In an interview on CBS News’ “Face The Nation,” Dr. Anthony Fauci, director of the National Institute of Allergy and Infectious Diseases at NIH, said currently 24 countries have over 500 cases of COVID-19.
“Technically speaking, the WHO wouldn't be calling this a global pandemic, but it certainly is on the verge of that happening reasonably soon unless containment is more successful than it is right now,” he said.
According to Fauci, it would be helpful for the Centers for Disease Control and Prevention to be in China.
“The reason is because first of all, our CDC are the best epidemiologists in the world,” he said. “They can be helpful to the Chinese as well as get information firsthand, eyes, ears and boots on the ground. So it really is to be helpful as part of the WHO group.”
Fauci says it’s not “unreasonable” to say the virus will fade when warmer weather begins — but that officials still don’t know if that’ll be the case with the new COVID-19.
“This virus, we don't know,” he said. “But it is not unreasonable to say that influenza, for example, which peaks in the winter, you would certainly expect it by March, April and May to taper down, as well as typical common cold coronaviruses.”
“However, we do not know what this particular virus is going to do so,” he added. “So we would think it would be a stretch to assume that it's going to disappear with the warm weather. We don't know that. It's completely unknown.”

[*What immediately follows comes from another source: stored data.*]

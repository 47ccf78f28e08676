//! # Catalog
//!
//! The menu: ordered categories, each with ordered products, each product
//! with a price per size label.
//!
//! ```text
//! HOT COFFEE
//! ├── Americano          12oz 60.00   16oz 70.00
//! ├── Cafe Latte         12oz 80.00   16oz 90.00
//! └── ...
//! ICED COFFEE
//! └── ...
//! ```
//!
//! Category and product order is insertion order and never changes. Sizes
//! are kept sorted by label. Prices are edited in place from the back
//! office; every edit is persisted immediately.

use std::collections::BTreeMap;

use serde::{Deserialize, Serialize};
use tracing::{debug, error, info};

use crate::defaults::DEFAULT_PRODUCTS;
use crate::error::{CoreError, CoreResult};
use crate::money::Money;
use crate::persistence::Persistence;
use crate::validation::{validate_name, validate_price};

// =============================================================================
// Product & Category
// =============================================================================

#[derive(Debug, Clone, PartialEq, Eq, Serialize, Deserialize)]
pub struct Product {
    pub name: String,
    /// Size label → price.
    pub sizes: BTreeMap<String, Money>,
}

impl Product {
    pub fn price(&self, size: &str) -> Option<Money> {
        self.sizes.get(size).copied()
    }

    /// Size labels in display order.
    pub fn size_labels(&self) -> impl Iterator<Item = &str> {
        self.sizes.keys().map(String::as_str)
    }
}

#[derive(Debug, Clone, PartialEq, Eq, Serialize, Deserialize)]
pub struct Category {
    pub name: String,
    pub products: Vec<Product>,
}

// =============================================================================
// Catalog
// =============================================================================

/// Stored as a bare list of categories. Loading goes through
/// [`Catalog::new`], so a hand-edited `products.json` is validated too.
#[derive(Debug, Clone, Default, PartialEq, Eq, Serialize, Deserialize)]
#[serde(try_from = "Vec<Category>", into = "Vec<Category>")]
pub struct Catalog {
    categories: Vec<Category>,
}

impl TryFrom<Vec<Category>> for Catalog {
    type Error = CoreError;

    fn try_from(categories: Vec<Category>) -> CoreResult<Self> {
        Catalog::new(categories)
    }
}

impl From<Catalog> for Vec<Category> {
    fn from(catalog: Catalog) -> Self {
        catalog.categories
    }
}

impl Catalog {
    /// Builds a catalog, validating names and prices.
    pub fn new(categories: Vec<Category>) -> CoreResult<Self> {
        for category in &categories {
            validate_name("category", &category.name)?;
            for product in &category.products {
                validate_name("product", &product.name)?;
                for (size, price) in &product.sizes {
                    validate_name("size", size)?;
                    validate_price(*price)?;
                }
            }
        }
        Ok(Catalog { categories })
    }

    /// The café's opening menu.
    pub fn defaults() -> Self {
        let categories = DEFAULT_PRODUCTS
            .iter()
            .map(|(category, products)| Category {
                name: category.to_string(),
                products: products
                    .iter()
                    .map(|(name, sizes)| Product {
                        name: name.to_string(),
                        sizes: sizes
                            .iter()
                            .map(|(size, price)| (size.to_string(), Money::from_major(*price)))
                            .collect(),
                    })
                    .collect(),
            })
            .collect();
        Catalog { categories }
    }

    pub fn categories(&self) -> &[Category] {
        &self.categories
    }

    /// Category names in menu order.
    pub fn list_categories(&self) -> Vec<&str> {
        self.categories.iter().map(|c| c.name.as_str()).collect()
    }

    /// Products of a category in menu order.
    pub fn list_products(&self, category: &str) -> CoreResult<&[Product]> {
        Ok(&self.category(category)?.products)
    }

    pub fn product(&self, category: &str, product: &str) -> CoreResult<&Product> {
        self.category(category)?
            .products
            .iter()
            .find(|p| p.name == product)
            .ok_or_else(|| CoreError::not_found("Product", format!("{category}/{product}")))
    }

    /// Current price of a product size.
    pub fn price(&self, category: &str, product: &str, size: &str) -> CoreResult<Money> {
        self.product(category, product)?
            .price(size)
            .ok_or_else(|| CoreError::not_found("Size", format!("{category}/{product}/{size}")))
    }

    /// First category containing a product with this name.
    pub fn find_category(&self, product: &str) -> Option<&str> {
        self.categories
            .iter()
            .find(|c| c.products.iter().any(|p| p.name == product))
            .map(|c| c.name.as_str())
    }

    /// Changes a price and persists the catalog.
    ///
    /// ## Errors
    /// - `InvalidPrice` when `new_price` is negative (nothing changes)
    /// - `NotFound` when the category, product or size does not exist
    /// - `Persistence` when the save fails; the new price stays in memory
    pub fn set_price(
        &mut self,
        category: &str,
        product: &str,
        size: &str,
        new_price: Money,
        persistence: &dyn Persistence,
    ) -> CoreResult<Money> {
        debug!(category, product, size, price = %new_price, "set_price");
        validate_price(new_price)?;

        let slot = self
            .categories
            .iter_mut()
            .find(|c| c.name == category)
            .ok_or_else(|| CoreError::not_found("Category", category))?
            .products
            .iter_mut()
            .find(|p| p.name == product)
            .ok_or_else(|| CoreError::not_found("Product", format!("{category}/{product}")))?
            .sizes
            .get_mut(size)
            .ok_or_else(|| CoreError::not_found("Size", format!("{category}/{product}/{size}")))?;

        let old_price = std::mem::replace(slot, new_price);
        info!(
            category,
            product,
            size,
            old = %old_price,
            new = %new_price,
            "Price changed"
        );

        persistence.save_catalog(self).map_err(|e| {
            error!(error = %e, "Failed to persist catalog after price change");
            CoreError::from(e)
        })?;

        Ok(old_price)
    }

    fn category(&self, name: &str) -> CoreResult<&Category> {
        self.categories
            .iter()
            .find(|c| c.name == name)
            .ok_or_else(|| CoreError::not_found("Category", name))
    }
}

// =============================================================================
// Unit Tests
// =============================================================================
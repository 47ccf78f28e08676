//! # Shift Log State

use std::sync::{Arc, Mutex, PoisonError};

use barista_core::ShiftManager;

#[derive(Debug, Clone, Default)]
pub struct ShiftLogState {
    shift: Arc<Mutex<ShiftManager>>,
}

impl ShiftLogState {
    pub fn new(shift: ShiftManager) -> Self {
        ShiftLogState {
            shift: Arc::new(Mutex::new(shift)),
        }
    }

    pub fn with_shift<F, R>(&self, f: F) -> R
    where
        F: FnOnce(&ShiftManager) -> R,
    {
        let shift = self.shift.lock().unwrap_or_else(PoisonError::into_inner);
        f(&shift)
    }

    pub fn with_shift_mut<F, R>(&self, f: F) -> R
    where
        F: FnOnce(&mut ShiftManager) -> R,
    {
        let mut shift = self.shift.lock().unwrap_or_else(PoisonError::into_inner);
        f(&mut shift)
    }
}
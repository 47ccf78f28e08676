//! # Barista Terminal Entry Point
//!
//! ```text
//! barista-terminal [--config <PATH>]
//! ```
//!
//! Without `--config` the config is read from the platform config
//! directory (`terminal.toml`) when present. Environment variables override
//! it: `BARISTA_DATA_DIR`, `BARISTA_REPORT_DIR`,
//! `BARISTA_UTC_OFFSET_MINUTES`, `BARISTA_TERMINAL_NAME`.

use std::path::PathBuf;
use std::process::ExitCode;

use clap::Parser;

#[derive(Debug, Parser)]
#[command(name = "barista-terminal")]
#[command(version)]
#[command(about = "Café back-office terminal: stock, sales and shift reports", long_about = None)]
struct Cli {
    /// Path to config file (must exist when given)
    #[arg(long, short)]
    config: Option<PathBuf>,
}

fn main() -> ExitCode {
    let cli = Cli::parse();

    // The actual setup is in lib.rs for better testability
    match barista_terminal::run(cli.config) {
        Ok(()) => ExitCode::SUCCESS,
        Err(e) => {
            eprintln!("barista-terminal: {e}");
            ExitCode::FAILURE
        }
    }
}

#[cfg(test)]
mod tests {
    use super::*;
    use clap::CommandFactory;

    #[test]
    fn test_cli_definition() {
        Cli::command().debug_assert();
    }

    #[test]
    fn test_config_flag() {
        let cli = Cli::try_parse_from(["barista-terminal", "--config", "/etc/barista.toml"]).unwrap();
        assert_eq!(cli.config, Some(PathBuf::from("/etc/barista.toml")));

        let cli = Cli::try_parse_from(["barista-terminal"]).unwrap();
        assert_eq!(cli.config, None);
    }

    #[test]
    fn test_help_is_not_a_config_path() {
        let err = Cli::try_parse_from(["barista-terminal", "--help"]).unwrap_err();
        assert_eq!(err.kind(), clap::error::ErrorKind::DisplayHelp);

        let err = Cli::try_parse_from(["barista-terminal", "terminal.toml"]).unwrap_err();
        assert_eq!(err.kind(), clap::error::ErrorKind::UnknownArgument);
    }
}
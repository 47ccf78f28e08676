//! # Report Files
//!
//! Writes rendered end-of-shift reports into the report directory. An
//! existing report is never overwritten: when the name is taken the writer
//! tries `Report_..._2.csv`, `Report_..._3.csv` and so on.

use std::fs::{self, File, OpenOptions};
use std::io::{self, Write};
use std::path::{Path, PathBuf};

use tracing::{info, warn};

use crate::error::{StoreError, StoreResult};

/// Highest suffix tried before giving up.
const MAX_NAME_ATTEMPTS: usize = 100;

#[derive(Debug, Clone)]
pub struct ReportWriter {
    report_dir: PathBuf,
}

impl ReportWriter {
    pub fn new(report_dir: impl Into<PathBuf>) -> Self {
        ReportWriter {
            report_dir: report_dir.into(),
        }
    }

    pub fn report_dir(&self) -> &Path {
        &self.report_dir
    }

    /// Writes `contents` under `file_name` or the first free suffixed name.
    /// Returns the path written.
    pub fn write(&self, file_name: &str, contents: &str) -> StoreResult<PathBuf> {
        fs::create_dir_all(&self.report_dir).map_err(|e| StoreError::io(&self.report_dir, e))?;

        let first = self.report_dir.join(file_name);
        for attempt in 1..=MAX_NAME_ATTEMPTS {
            let path = if attempt == 1 {
                first.clone()
            } else {
                self.report_dir.join(suffixed(file_name, attempt))
            };

            let file = match OpenOptions::new().write(true).create_new(true).open(&path) {
                Ok(file) => file,
                Err(e) if e.kind() == io::ErrorKind::AlreadyExists => {
                    warn!(path = %path.display(), "Report name taken, trying next");
                    continue;
                }
                Err(e) => return Err(StoreError::io(&path, e)),
            };

            fill_or_discard(&path, file, |file| {
                file.write_all(contents.as_bytes())?;
                file.sync_all()
            })?;

            info!(path = %path.display(), bytes = contents.len(), "Report written");
            return Ok(path);
        }

        Err(StoreError::ReportExists { path: first })
    }
}

/// Runs `fill` on a freshly created report file. On failure the partial
/// file is removed so the name stays free.
fn fill_or_discard(
    path: &Path,
    mut file: File,
    fill: impl FnOnce(&mut File) -> io::Result<()>,
) -> StoreResult<()> {
    if let Err(e) = fill(&mut file) {
        drop(file);
        if let Err(remove_err) = fs::remove_file(path) {
            warn!(path = %path.display(), error = %remove_err, "Could not remove partial report");
        }
        return Err(StoreError::io(path, e));
    }
    Ok(())
}

/// `Report_x.csv` → `Report_x_2.csv`
fn suffixed(file_name: &str, n: usize) -> String {
    match file_name.rsplit_once('.') {
        Some((stem, ext)) => format!("{stem}_{n}.{ext}"),
        None => format!("{file_name}_{n}"),
    }
}
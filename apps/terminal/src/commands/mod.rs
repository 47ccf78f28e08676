//! # Terminal Commands
//!
//! One function per operator action. Each takes the state handles it needs
//! and returns a serialisable response or an `ApiError`.
//!
//! ```text
//! commands/
//! ├── mod.rs        ◄─── You are here (exports)
//! ├── shift.rs      ◄─── start_shift, end_shift, shift_status
//! ├── cart.rs       ◄─── add_to_cart, remove_from_cart, cancel_order, get_cart
//! ├── sale.rs       ◄─── checkout, receipts_view
//! ├── inventory.rs  ◄─── count_stock, inventory_view
//! └── catalog.rs    ◄─── menu_view, set_price
//! ```
//!
//! ## Persist After Mutate
//! ```text
//! ┌──────────────┐     ┌──────────────────┐     ┌────────────────────────┐
//! │ core mutates │ ──► │ save document(s) │ ──► │ Ok(response)           │
//! │ (in memory)  │     │                  │ ──► │ Err(PERSISTENCE_ERROR) │
//! └──────────────┘     └──────────────────┘     └────────────────────────┘
//! ```
//! A failed save never rolls back memory. The operator sees the error and
//! the next successful save of that document catches the file up.

pub mod cart;
pub mod catalog;
pub mod inventory;
pub mod sale;
pub mod shift;

pub use cart::{add_to_cart, cancel_order, get_cart, remove_from_cart, CartLineDto, CartResponse};
pub use catalog::{menu_view, set_price, MenuCategory, MenuItem, PriceChange};
pub use inventory::{count_stock, inventory_view, StockCount};
pub use sale::{checkout, receipts_view, CheckoutResponse, ReceiptSummary};
pub use shift::{end_shift, shift_status, start_shift, ShiftClosed, ShiftStarted, ShiftStatus};
//! Flow storage boundary.

use crate::document::{FlowDraft, FlowVersion};
use crate::error::StoreError;
use async_trait::async_trait;
use chrono::Utc;
use flowdesk_core::FlowId;
use rootcause::prelude::Report;
use serde_json::Value;
use std::collections::HashMap;
use std::sync::Arc;
use std::sync::atomic::{AtomicBool, Ordering};
use tokio::sync::Mutex;

/// Persistence for flow drafts and their published versions.
///
/// Every call is a single request with no retry.
#[async_trait]
pub trait FlowStore: Send + Sync {
    /// Fetches a draft by ID.
    async fn fetch_flow(&self, flow_id: &FlowId) -> Result<FlowDraft, Report<StoreError>>;

    /// Creates the draft when it has no ID, updates it otherwise.
    ///
    /// Returns the canonical stored document.
    async fn save_flow(&self, draft: FlowDraft) -> Result<FlowDraft, Report<StoreError>>;

    /// Lists every version of a flow, in no particular order.
    async fn list_versions(&self, flow_id: &FlowId) -> Result<Vec<FlowVersion>, Report<StoreError>>;

    /// Stores a new immutable version.
    async fn create_version(&self, version: FlowVersion) -> Result<FlowVersion, Report<StoreError>>;
}

#[derive(Debug, Default)]
struct StoreState {
    flows: HashMap<FlowId, FlowDraft>,
    versions: Vec<FlowVersion>,
}

/// In-memory [`FlowStore`], shareable across clones.
#[derive(Debug, Clone, Default)]
pub struct InMemoryFlowStore {
    state: Arc<Mutex<StoreState>>,
    unavailable: Arc<AtomicBool>,
}

impl InMemoryFlowStore {
    #[must_use]
    pub fn new() -> Self {
        Self::default()
    }

    /// Makes every subsequent call fail with `Unavailable` until reset.
    pub fn set_unavailable(&self, unavailable: bool) {
        self.unavailable.store(unavailable, Ordering::SeqCst);
    }

    /// Number of stored versions across all flows.
    pub async fn version_count(&self) -> usize {
        self.state.lock().await.versions.len()
    }

    fn check_available(&self) -> Result<(), Report<StoreError>> {
        if self.unavailable.load(Ordering::SeqCst) {
            return Err(StoreError::Unavailable {
                details: "store marked unavailable".to_string(),
            }
            .into());
        }
        Ok(())
    }
}

fn now_value() -> Value {
    Value::String(Utc::now().to_rfc3339())
}

#[async_trait]
impl FlowStore for InMemoryFlowStore {
    async fn fetch_flow(&self, flow_id: &FlowId) -> Result<FlowDraft, Report<StoreError>> {
        self.check_available()?;
        let state = self.state.lock().await;
        Ok(state
            .flows
            .get(flow_id)
            .cloned()
            .ok_or_else(|| StoreError::NotFound {
                flow_id: flow_id.clone(),
            })?)
    }

    async fn save_flow(&self, mut draft: FlowDraft) -> Result<FlowDraft, Report<StoreError>> {
        self.check_available()?;
        let mut state = self.state.lock().await;
        let flow_id = match &draft.id {
            Some(id) => {
                if !state.flows.contains_key(id) {
                    return Err(StoreError::NotFound { flow_id: id.clone() }.into());
                }
                id.clone()
            }
            None => {
                let id = FlowId::generate();
                draft.id = Some(id.clone());
                draft.extra.insert("created".to_string(), now_value());
                id
            }
        };
        draft.extra.insert("updated".to_string(), now_value());
        state.flows.insert(flow_id, draft.clone());
        Ok(draft)
    }

    async fn list_versions(&self, flow_id: &FlowId) -> Result<Vec<FlowVersion>, Report<StoreError>> {
        self.check_available()?;
        let state = self.state.lock().await;
        Ok(state
            .versions
            .iter()
            .filter(|version| version.flow_definition_id.as_ref() == Some(flow_id))
            .cloned()
            .collect())
    }

    async fn create_version(&self, mut version: FlowVersion) -> Result<FlowVersion, Report<StoreError>> {
        self.check_available()?;
        let mut state = self.state.lock().await;
        if version.id.is_none() {
            version.id = Some(format!("version_{}", state.versions.len() + 1));
        }
        if version.created.is_none() {
            version.created = Some(now_value());
        }
        state.versions.push(version.clone());
        Ok(version)
    }
}

#[cfg(test)]
mod tests {
    use super::*;

    #[tokio::test]
    async fn save_assigns_id_then_updates() {
        let store = InMemoryFlowStore::new();
        let saved = store.save_flow(FlowDraft::new("Flow", "flow")).await.unwrap();
        let id = saved.id.clone().unwrap();
        assert!(saved.extra.contains_key("created"));

        let mut renamed = saved.clone();
        renamed.name = "Renamed".to_string();
        store.save_flow(renamed).await.unwrap();

        let fetched = store.fetch_flow(&id).await.unwrap();
        assert_eq!(fetched.name, "Renamed");
    }

    #[tokio::test]
    async fn update_of_unknown_flow_fails() {
        let store = InMemoryFlowStore::new();
        let mut draft = FlowDraft::new("Flow", "flow");
        draft.id = Some(FlowId::from("flow_missing"));
        assert!(store.save_flow(draft).await.is_err());
        assert!(store.fetch_flow(&FlowId::from("flow_missing")).await.is_err());
    }

    #[tokio::test]
    async fn versions_are_listed_per_flow() {
        let store = InMemoryFlowStore::new();
        for flow in ["flow_a", "flow_a", "flow_b"] {
            store
                .create_version(FlowVersion {
                    flow_definition_id: Some(FlowId::from(flow)),
                    ..FlowVersion::default()
                })
                .await
                .unwrap();
        }
        let versions = store.list_versions(&FlowId::from("flow_a")).await.unwrap();
        assert_eq!(versions.len(), 2);
        assert!(versions.iter().all(|v| v.created.is_some()));
        assert_eq!(store.version_count().await, 3);
    }

    #[tokio::test]
    async fn unavailable_store_rejects_calls() {
        let store = InMemoryFlowStore::new();
        store.set_unavailable(true);
        let err = store.save_flow(FlowDraft::default()).await.unwrap_err();
        assert!(err.to_string().contains("unavailable"));

        store.set_unavailable(false);
        assert!(store.save_flow(FlowDraft::default()).await.is_ok());
    }
}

The official also said getting a vaccine for the new virus in a year would be a “record,” and that he’s optimistic manufacturers will sign on to what would be an expensive operation.
“That one year timeline would be the world's indoor record of ever getting a vaccine out, at least to be able to early deploy. You can't do any better than that. If you go any faster, you'll be cutting dangerous corners,” he said.
“Once you get a vaccine that, you know works, the difficulty is having companies take that risk of hundreds and hundreds of millions of dollars to scale up to make it available,” he said, adding: “I think we're going to get them because I'm seeing interest on the part of pharmaceutical companies that we did not see with SARS and other outbreaks.”